**PROBLEM DESCRIPTION**. Every line below from the one containing "arr.copy_from_slice(&bytes);" through the one containing "use async_trait::async_trait;" must be transcribed exactly. Omit all lines outside that stretch.

**SUPPLIED RECORDS**.
▼▼▼

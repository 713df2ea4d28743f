//! Strong type definitions for the proof registry.
//!
//! All identifiers are newtypes to prevent misuse at compile time.

use serde::{Deserialize, Serialize};
use std::fmt;

/// Unix timestamp in milliseconds.
pub type Timestamp = i64;

/// A dense, sequentially assigned proof identifier.
///
/// The first proof ever registered is `ProofId(0)`. Identifiers are never
/// reused.
#[derive(Clone, Copy, PartialEq, Eq, PartialOrd, Ord, Hash, Default, Serialize, Deserialize)]
pub struct ProofId(pub u64);

impl ProofId {
    /// Create a new ProofId.
    pub const fn new(id: u64) -> Self {
        Self(id)
    }

    /// Get the raw value.
    pub const fn get(&self) -> u64 {
        self.0
    }

    /// Index into the record table.
    pub(crate) fn index(&self) -> Option<usize> {
        usize::try_from(self.0).ok()
    }
}

impl fmt::Debug for ProofId {
    fn fmt(&self, f: &mut fmt::Formatter<'_>) -> fmt::Result {
        write!(f, "ProofId({})", self.0)
    }
}

impl fmt::Display for ProofId {
    fn fmt(&self, f: &mut fmt::Formatter<'_>) -> fmt::Result {
        write!(f, "{}", self.0)
    }
}

impl From<u64> for ProofId {
    fn from(id: u64) -> Self {
        Self(id)
    }
}

/// A 32-byte hash identifying off-chain content.
///
/// The registry never sees the content itself. The all-zero value is
/// rejected as a registration input.
#[derive(Clone, Copy, PartialEq, Eq, PartialOrd, Ord, Hash, Serialize, Deserialize)]
pub struct DataHash(pub [u8; 32]);

impl DataHash {
    /// Compute the Blake3 digest of some content.
    pub fn of(content: &[u8]) -> Self {
        Self(*blake3::hash(content).as_bytes())
    }

    /// Create from raw bytes.
    pub const fn from_bytes(bytes: [u8; 32]) -> Self {
        Self(bytes)
    }

    /// Get the raw bytes.
    pub const fn as_bytes(&self) -> &[u8; 32] {
        &self.0
    }

    /// Whether this is the all-zero hash.
    pub fn is_zero(&self) -> bool {
        self.0 == [0u8; 32]
    }

    /// Convert to hex string.
    pub fn to_hex(&self) -> String {
        hex::encode(self.0)
    }

    /// Parse from hex string, with or without a `0x` prefix.
    pub fn from_hex(s: &str) -> Result<Self, hex::FromHexError> {
        let s = s.strip_prefix("0x").unwrap_or(s);
        let bytes = hex::decode(s)?;
        if bytes.len() != 32 {
            return Err(hex::FromHexError::InvalidStringLength);
        }
        let mut arr = [0u8; 32];
        arr.copy_from_slice(&bytes);
        Ok(Self(arr))
    }

    /// The zero hash (never registrable).
    pub const ZERO: Self = Self([0u8; 32]);
}

impl fmt::Debug for DataHash {
    fn fmt(&self, f: &mut fmt::Formatter<'_>) -> fmt::Result {
        write!(f, "DataHash({})", &self.to_hex()[..16])
    }
}

impl fmt::Display for DataHash {
    fn fmt(&self, f: &mut fmt::Formatter<'_>) -> fmt::Result {
        write!(f, "0x{}", self.to_hex())
    }
}

impl AsRef<[u8]> for DataHash {
    fn as_ref(&self) -> &[u8] {
        &self.0
    }
}

impl From<[u8; 32]> for DataHash {
    fn from(bytes: [u8; 32]) -> Self {
        Self(bytes)
    }
}

impl TryFrom<&[u8]> for DataHash {
    type Error = std::array::TryFromSliceError;

    fn try_from(slice: &[u8]) -> Result<Self, Self::Error> {
        let arr: [u8; 32] = slice.try_into()?;
        Ok(Self(arr))
    }
}
//! Store trait: the abstract interface for registry persistence.
//!
//! This trait allows the registry service to be storage-agnostic.
//! Implementations include SQLite (primary) and in-memory (for tests).

use async_trait::async_trait;
use proof_registry_core::{EventRecord, Identity, Proof, ProofId, RegistrySnapshot, Transition};

use crate::error::{Result, StoreError};

/// The Store trait: async interface for registry persistence.
///
/// The store holds the persisted form of a registry (admin plus proofs in id
/// order) and the append-only event log. It does not enforce registry rules;
/// the registry validates every transition before it reaches `commit`.
///
/// # Design Notes
///
/// - **Atomic commits**: `commit` persists the state change and its event
///   together, or neither.
/// - **Dense ids**: a registration commit must carry the next id in
///   sequence, otherwise it is rejected with `Conflict`.
/// - **Event sequence**: events are numbered from 1 without gaps.
#[async_trait]
pub trait Store: Send + Sync {
    // ─────────────────────────────────────────────────────────────────────────
    // Lifecycle
    // ─────────────────────────────────────────────────────────────────────────

    /// Record the initial admin of a fresh store.
    ///
    /// Fails with `AlreadyInitialized` if the store already holds a registry.
    async fn initialize(&self, admin: &Identity) -> Result<()>;

    /// Load the persisted registry, or `None` for a fresh store.
    async fn load_snapshot(&self) -> Result<Option<RegistrySnapshot>>;

    // ─────────────────────────────────────────────────────────────────────────
    // Writes
    // ─────────────────────────────────────────────────────────────────────────

    /// Persist a planned transition and append its event.
    ///
    /// Returns the sequence number assigned to the event.
    async fn commit(&self, transition: &Transition) -> Result<u64>;

    // ─────────────────────────────────────────────────────────────────────────
    // Reads
    // ─────────────────────────────────────────────────────────────────────────

    /// Get a persisted proof by id.
    async fn get_proof(&self, id: ProofId) -> Result<Option<Proof>>;

    /// Events with `seq > after_seq`, ordered by seq.
    async fn events_since(&self, after_seq: u64) -> Result<Vec<EventRecord>>;

    /// Number of events in the log.
    async fn event_count(&self) -> Result<u64>;
}

/// Extension trait for common store patterns.
pub trait StoreExt: Store {
    /// Load the persisted registry, initializing the store with `admin` if
    /// it is fresh.
    fn load_or_initialize(
        &self,
        admin: &Identity,
    ) -> impl std::future::Future<Output = Result<RegistrySnapshot>> + Send;
}

impl<S: Store + ?Sized> StoreExt for S {
    async fn load_or_initialize(&self, admin: &Identity) -> Result<RegistrySnapshot> {
        if let Some(snapshot) = self.load_snapshot().await? {
            return Ok(snapshot);
        }

        self.initialize(admin).await?;
        tracing::info!(admin = %admin, "initialized fresh registry store");

        self.load_snapshot().await?.ok_or(StoreError::NotInitialized)
    }
}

▲▲▲

**TASK RESPONSE**.
        arr.copy_from_slice(&bytes);
        Ok(Self(arr))
    }

    /// The zero hash (never registrable).
    pub const ZERO: Self = Self([0u8; 32]);
}

impl fmt::Debug for DataHash {
    fn fmt(&self, f: &mut fmt::Formatter<'_>) -> fmt::Result {
        write!(f, "DataHash({})", &self.to_hex()[..16])
    }
}

impl fmt::Display for DataHash {
    fn fmt(&self, f: &mut fmt::Formatter<'_>) -> fmt::Result {
        write!(f, "0x{}", self.to_hex())
    }
}

impl AsRef<[u8]> for DataHash {
    fn as_ref(&self) -> &[u8] {
        &self.0
    }
}

impl From<[u8; 32]> for DataHash {
    fn from(bytes: [u8; 32]) -> Self {
        Self(bytes)
    }
}

impl TryFrom<&[u8]> for DataHash {
    type Error = std::array::TryFromSliceError;

    fn try_from(slice: &[u8]) -> Result<Self, Self::Error> {
        let arr: [u8; 32] = slice.try_into()?;
        Ok(Self(arr))
    }
}
//! Store trait: the abstract interface for registry persistence.
//!
//! This trait allows the registry service to be storage-agnostic.
//! Implementations include SQLite (primary) and in-memory (for tests).

use async_trait::async_trait;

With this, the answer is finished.